Is a linear vector field a geodesible vector field? I have  already asked this question in MSE; I repeat it here at MO.
Assume that $A\in M_n(\mathbb{R})$ is a non-singular matrix.

Is the flow of linear vector field  $X'=AX$ a geodesible flow on $\mathbb{R}^n \setminus \{0\}$? Namely, is there a Riemannian metric on   $\mathbb{R}^n \setminus \{0\}$
such that the trajectories of the linear vector field are unparametrized geodesics?

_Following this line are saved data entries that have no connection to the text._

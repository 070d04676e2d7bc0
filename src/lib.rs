//! Jarvis client - voice and text chat with a remote assistant
//!
//! This library provides the client side of a Jarvis conversation:
//! - Microphone capture as an explicit `idle -> recording -> processing` state machine
//! - Clients for the speech-to-text, query and text-to-speech services
//! - Speech playback with per-utterance lifecycle events
//! - A conversation orchestrator that sequences the pipeline and reports failures
//!
//! # Architecture
//!
//! ```text
//! ┌──────────────┐   clip   ┌──────────────┐  text  ┌──────────────┐
//! │   Capture    ├─────────►│ Transcription├───────►│              │
//! └──────────────┘          └──────────────┘        │              │
//!                                     typed text ──►│ Orchestrator │
//! ┌──────────────┐  audio   ┌──────────────┐ answer │              │◄──► Query
//! │   Playback   │◄─────────┤  Synthesis   │◄───────┤              │
//! └──────────────┘          └──────────────┘        └──────────────┘
//! ```

pub mod config;
pub mod conversation;
pub mod error;
pub mod health;
pub mod http;
pub mod notify;
pub mod query;
pub mod voice;

pub use config::Config;
pub use conversation::{
    ConversationMessage, ConversationSession, Orchestrator, Role, SpeechOutcome, Status,
    TurnOutcome, VoiceOutcome,
};
pub use error::{Error, Result};
pub use notify::{ConsoleNotifier, Notification, NotificationCategory, Notifier};
pub use query::{QueryBackend, QueryClient, QueryResult, ToolCall, ToolResult};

Remark: For $n=2$ the answer is affirmative, as we explain below:
Fact:  A linear vector field associated to a non singular $ 2 \times 2$ real matrix is a geodesible vector field on the punctured plane.
Proof:
Let $A$ be an invertible matrix. We denote by $X$ the linear vector field associated to $A$.
We consider two cases:

*

*$A^2$ has no real eigenvalue.


*$A^2$ has real eigenvalue.
Case 1) In this case the linear vector field $Y$ associated to matrix $A^{-1}$ is transverse to $X$ on the punctured plane and satisfies $[X,Y]=0$ this obviously implies that $X$ is a geodesible vector field.
Case 2) If $A^2$ has real eigenvalue then  $A$ is similar to one of the following matrices:
$$\begin{pmatrix} a&0\\ 0& b \end{pmatrix}\;; \begin{pmatrix} a&\epsilon\\ 0& a \end{pmatrix} \;;\begin{pmatrix} 0&b\\ -b& 0 \end{pmatrix} $$
For the first matrix the closed one form $\psi=axdx+bydy$ satisfies $\psi(X)>0$.So $X$ is a geodesible vector field.  For the second matrix the $1$-form $\psi=axdx+aydy$ satisfies $\psi(X)>0$. For the third matrix the vector field is geodesible because we have a foliation of punctured plane by closed curve.
The reason of geodesibility of case $1$ and three matrices in case $2$ is discussed in the following post which is essentially based on page 71 of "Geometry of foliations" by Philippe Tondeur, Proposition $6.7$ and $6.8$.
Finding a 1-form adapted to a smooth flow
Please see also this related post:
Is every real matrix conjugate to a semi antisymmetric matrix?
 A: This observation seems to be very easy,
but it takes care of many examples.
Suppose that $A$ corresponds to a contraction
(that is, all eigenvalues are $< 1$ in absolute value).
Decompose ${\Bbb R}^n \backslash 0$ to a product $S^{n-1} \times {\Bbb R}$ using the diffeomorphism flow $e^{tA}$
(put a point $x\in {\Bbb R}^n \backslash 0$
to $(t \in {\Bbb R}, s\in S^{n-1})$ such that $e^{tA}= z\in S^{n-1}\subset {\Bbb R}^n$; such $t$ and $z$ are unique when $A$ is everywhere transversal to a unit sphere;  however, any contraction vector field is conjugate to a contraction which is transversal to the unit sphere). Locally, this gives a
diffeomorphism ${\Bbb R}^n \backslash 0=S^{n-1} \times {\Bbb R}$
such that your vector field $A$ is the translation along ${\Bbb R}$.
For this argument you don't even need linearity: Poincare-Dulac
classify the contraction vector fields, and for all of them this argument can be applied as well.
We did it for conformally Kahler metrics and complex vector spaces
in https://arxiv.org/abs/1210.2080 , Theorem 2.24.